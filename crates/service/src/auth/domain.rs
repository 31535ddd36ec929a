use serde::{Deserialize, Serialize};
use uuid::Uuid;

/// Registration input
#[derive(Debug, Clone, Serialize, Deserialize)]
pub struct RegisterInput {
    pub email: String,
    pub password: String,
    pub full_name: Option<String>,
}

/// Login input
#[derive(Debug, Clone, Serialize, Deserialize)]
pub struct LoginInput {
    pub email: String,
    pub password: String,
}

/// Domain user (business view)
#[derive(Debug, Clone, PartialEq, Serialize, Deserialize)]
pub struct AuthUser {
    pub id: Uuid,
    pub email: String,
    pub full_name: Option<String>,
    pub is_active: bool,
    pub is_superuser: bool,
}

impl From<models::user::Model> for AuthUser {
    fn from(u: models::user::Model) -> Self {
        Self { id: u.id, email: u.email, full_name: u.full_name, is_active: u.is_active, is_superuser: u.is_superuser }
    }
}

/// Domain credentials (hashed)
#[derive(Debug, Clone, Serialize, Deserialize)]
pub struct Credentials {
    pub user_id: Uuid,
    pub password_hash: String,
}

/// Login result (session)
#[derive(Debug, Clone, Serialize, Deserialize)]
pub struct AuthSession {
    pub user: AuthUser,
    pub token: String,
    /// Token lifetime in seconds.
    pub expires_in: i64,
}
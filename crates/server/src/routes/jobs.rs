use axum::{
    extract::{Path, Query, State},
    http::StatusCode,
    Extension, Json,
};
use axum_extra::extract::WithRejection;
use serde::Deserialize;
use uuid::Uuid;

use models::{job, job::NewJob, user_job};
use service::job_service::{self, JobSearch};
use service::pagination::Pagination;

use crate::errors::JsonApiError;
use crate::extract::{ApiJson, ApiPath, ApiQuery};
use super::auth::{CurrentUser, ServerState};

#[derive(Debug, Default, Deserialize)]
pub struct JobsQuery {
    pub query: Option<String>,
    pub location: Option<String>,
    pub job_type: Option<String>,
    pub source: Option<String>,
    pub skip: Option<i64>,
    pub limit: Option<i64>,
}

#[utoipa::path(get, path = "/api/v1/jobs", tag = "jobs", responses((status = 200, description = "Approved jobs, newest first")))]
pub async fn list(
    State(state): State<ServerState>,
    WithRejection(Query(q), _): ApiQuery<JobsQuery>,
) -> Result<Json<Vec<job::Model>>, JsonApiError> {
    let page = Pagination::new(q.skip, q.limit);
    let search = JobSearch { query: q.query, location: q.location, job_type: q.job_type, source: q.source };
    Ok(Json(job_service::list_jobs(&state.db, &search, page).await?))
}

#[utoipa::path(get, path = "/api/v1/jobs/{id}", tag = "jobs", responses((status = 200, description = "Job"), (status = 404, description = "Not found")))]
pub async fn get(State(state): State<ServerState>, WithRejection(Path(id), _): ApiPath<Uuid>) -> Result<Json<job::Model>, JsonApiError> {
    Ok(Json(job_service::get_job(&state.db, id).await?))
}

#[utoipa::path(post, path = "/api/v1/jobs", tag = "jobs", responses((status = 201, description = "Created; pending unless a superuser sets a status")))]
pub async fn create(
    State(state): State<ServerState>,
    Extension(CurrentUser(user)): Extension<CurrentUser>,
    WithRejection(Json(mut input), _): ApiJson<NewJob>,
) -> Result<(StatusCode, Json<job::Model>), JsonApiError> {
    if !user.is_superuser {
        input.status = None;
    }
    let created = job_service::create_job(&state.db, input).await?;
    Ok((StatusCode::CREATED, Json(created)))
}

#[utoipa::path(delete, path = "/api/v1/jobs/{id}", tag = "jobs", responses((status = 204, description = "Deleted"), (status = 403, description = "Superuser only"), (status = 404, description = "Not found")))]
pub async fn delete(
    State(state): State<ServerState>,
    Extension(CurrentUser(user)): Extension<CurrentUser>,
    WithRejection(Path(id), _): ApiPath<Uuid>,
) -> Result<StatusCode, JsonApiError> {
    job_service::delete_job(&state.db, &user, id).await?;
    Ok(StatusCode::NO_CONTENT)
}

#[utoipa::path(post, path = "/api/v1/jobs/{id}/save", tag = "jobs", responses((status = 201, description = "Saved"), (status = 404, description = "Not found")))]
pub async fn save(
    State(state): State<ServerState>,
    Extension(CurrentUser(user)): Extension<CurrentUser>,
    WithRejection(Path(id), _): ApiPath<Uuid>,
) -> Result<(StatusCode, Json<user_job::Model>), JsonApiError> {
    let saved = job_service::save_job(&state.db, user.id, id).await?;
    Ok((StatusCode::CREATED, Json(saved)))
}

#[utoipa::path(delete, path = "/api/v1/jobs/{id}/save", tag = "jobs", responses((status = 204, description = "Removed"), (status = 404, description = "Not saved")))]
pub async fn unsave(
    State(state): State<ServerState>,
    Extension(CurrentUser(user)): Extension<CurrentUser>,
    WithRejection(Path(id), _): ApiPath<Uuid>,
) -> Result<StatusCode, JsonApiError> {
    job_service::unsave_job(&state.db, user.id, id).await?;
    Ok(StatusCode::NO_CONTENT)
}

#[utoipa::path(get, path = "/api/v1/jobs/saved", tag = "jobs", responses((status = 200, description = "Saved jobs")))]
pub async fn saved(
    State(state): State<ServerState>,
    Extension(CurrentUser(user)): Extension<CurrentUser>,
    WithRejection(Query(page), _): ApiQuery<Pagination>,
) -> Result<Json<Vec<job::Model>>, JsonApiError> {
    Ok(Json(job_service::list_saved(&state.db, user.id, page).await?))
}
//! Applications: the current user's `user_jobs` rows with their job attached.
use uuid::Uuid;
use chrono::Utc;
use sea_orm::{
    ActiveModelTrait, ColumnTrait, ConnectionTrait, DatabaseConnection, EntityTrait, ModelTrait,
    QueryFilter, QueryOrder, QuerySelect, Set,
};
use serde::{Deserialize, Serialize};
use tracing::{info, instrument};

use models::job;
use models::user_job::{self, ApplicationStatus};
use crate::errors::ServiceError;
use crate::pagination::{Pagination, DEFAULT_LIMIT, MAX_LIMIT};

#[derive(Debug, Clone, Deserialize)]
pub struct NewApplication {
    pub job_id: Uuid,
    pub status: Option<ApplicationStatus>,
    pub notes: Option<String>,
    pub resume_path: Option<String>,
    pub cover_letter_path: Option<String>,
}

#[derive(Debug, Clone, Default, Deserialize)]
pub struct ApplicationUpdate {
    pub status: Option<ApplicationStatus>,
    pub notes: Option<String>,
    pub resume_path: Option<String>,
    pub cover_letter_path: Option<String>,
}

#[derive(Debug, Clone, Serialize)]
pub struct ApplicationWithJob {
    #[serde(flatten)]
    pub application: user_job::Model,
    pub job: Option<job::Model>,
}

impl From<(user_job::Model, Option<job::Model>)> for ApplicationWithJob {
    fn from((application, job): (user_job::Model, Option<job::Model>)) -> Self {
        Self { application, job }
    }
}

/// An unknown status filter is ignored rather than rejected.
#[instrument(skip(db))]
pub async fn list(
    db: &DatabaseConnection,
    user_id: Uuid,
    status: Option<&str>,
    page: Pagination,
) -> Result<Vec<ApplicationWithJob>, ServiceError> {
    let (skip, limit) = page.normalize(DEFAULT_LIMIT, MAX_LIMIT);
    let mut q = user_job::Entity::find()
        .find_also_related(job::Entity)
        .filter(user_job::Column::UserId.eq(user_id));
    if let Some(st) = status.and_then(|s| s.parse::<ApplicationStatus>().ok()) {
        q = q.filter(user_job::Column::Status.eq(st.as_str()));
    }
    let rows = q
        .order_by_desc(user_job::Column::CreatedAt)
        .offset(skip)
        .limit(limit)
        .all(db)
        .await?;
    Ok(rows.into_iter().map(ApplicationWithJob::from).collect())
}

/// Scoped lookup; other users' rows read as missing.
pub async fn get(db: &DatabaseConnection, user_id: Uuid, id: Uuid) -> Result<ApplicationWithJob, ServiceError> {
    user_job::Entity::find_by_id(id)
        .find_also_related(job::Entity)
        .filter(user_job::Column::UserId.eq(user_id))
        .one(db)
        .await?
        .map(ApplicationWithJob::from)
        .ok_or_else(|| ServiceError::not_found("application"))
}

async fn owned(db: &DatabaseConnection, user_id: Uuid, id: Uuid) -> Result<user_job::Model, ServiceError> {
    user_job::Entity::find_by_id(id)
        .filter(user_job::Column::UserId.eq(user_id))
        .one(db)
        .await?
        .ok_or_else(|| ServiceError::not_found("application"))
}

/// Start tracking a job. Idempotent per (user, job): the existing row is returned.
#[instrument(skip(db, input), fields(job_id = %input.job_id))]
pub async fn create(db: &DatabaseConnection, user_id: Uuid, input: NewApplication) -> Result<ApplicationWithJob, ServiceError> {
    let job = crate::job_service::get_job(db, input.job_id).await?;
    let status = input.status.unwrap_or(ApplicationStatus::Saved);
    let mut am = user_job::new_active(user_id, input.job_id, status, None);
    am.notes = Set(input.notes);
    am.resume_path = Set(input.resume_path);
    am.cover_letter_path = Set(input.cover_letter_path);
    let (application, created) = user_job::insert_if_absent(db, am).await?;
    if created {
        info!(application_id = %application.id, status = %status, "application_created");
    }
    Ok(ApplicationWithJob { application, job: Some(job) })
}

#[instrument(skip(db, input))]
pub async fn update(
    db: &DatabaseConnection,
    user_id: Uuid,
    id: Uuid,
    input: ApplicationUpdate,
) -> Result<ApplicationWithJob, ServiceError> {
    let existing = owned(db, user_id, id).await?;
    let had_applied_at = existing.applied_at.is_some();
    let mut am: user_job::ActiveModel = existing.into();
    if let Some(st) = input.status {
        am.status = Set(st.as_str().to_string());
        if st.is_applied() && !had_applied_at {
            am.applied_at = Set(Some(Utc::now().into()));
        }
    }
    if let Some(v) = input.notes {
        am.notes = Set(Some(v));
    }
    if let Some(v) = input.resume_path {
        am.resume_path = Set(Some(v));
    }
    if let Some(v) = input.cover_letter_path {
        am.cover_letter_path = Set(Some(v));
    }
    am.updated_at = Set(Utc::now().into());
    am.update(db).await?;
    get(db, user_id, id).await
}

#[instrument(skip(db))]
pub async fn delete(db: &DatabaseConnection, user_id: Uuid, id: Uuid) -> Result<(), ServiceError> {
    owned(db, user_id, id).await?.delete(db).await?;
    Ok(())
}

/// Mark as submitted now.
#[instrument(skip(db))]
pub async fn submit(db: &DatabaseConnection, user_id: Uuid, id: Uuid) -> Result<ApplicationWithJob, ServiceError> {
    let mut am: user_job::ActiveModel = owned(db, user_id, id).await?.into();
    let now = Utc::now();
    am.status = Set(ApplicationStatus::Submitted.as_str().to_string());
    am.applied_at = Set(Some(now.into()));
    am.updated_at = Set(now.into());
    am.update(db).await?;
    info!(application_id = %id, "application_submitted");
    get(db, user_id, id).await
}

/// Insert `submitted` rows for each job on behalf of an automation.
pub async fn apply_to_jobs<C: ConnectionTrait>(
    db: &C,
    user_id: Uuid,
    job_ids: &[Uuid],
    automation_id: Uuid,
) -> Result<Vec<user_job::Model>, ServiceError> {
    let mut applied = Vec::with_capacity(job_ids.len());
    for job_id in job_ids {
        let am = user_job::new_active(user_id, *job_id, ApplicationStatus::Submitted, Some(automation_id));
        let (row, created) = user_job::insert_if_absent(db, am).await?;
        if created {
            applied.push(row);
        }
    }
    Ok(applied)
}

§ **What is being asked**: Across the listing above, find all lines where the word "errors" is present and copy them.

§ **Result of this task**:
use crate::errors::JsonApiError;
use crate::errors::ServiceError;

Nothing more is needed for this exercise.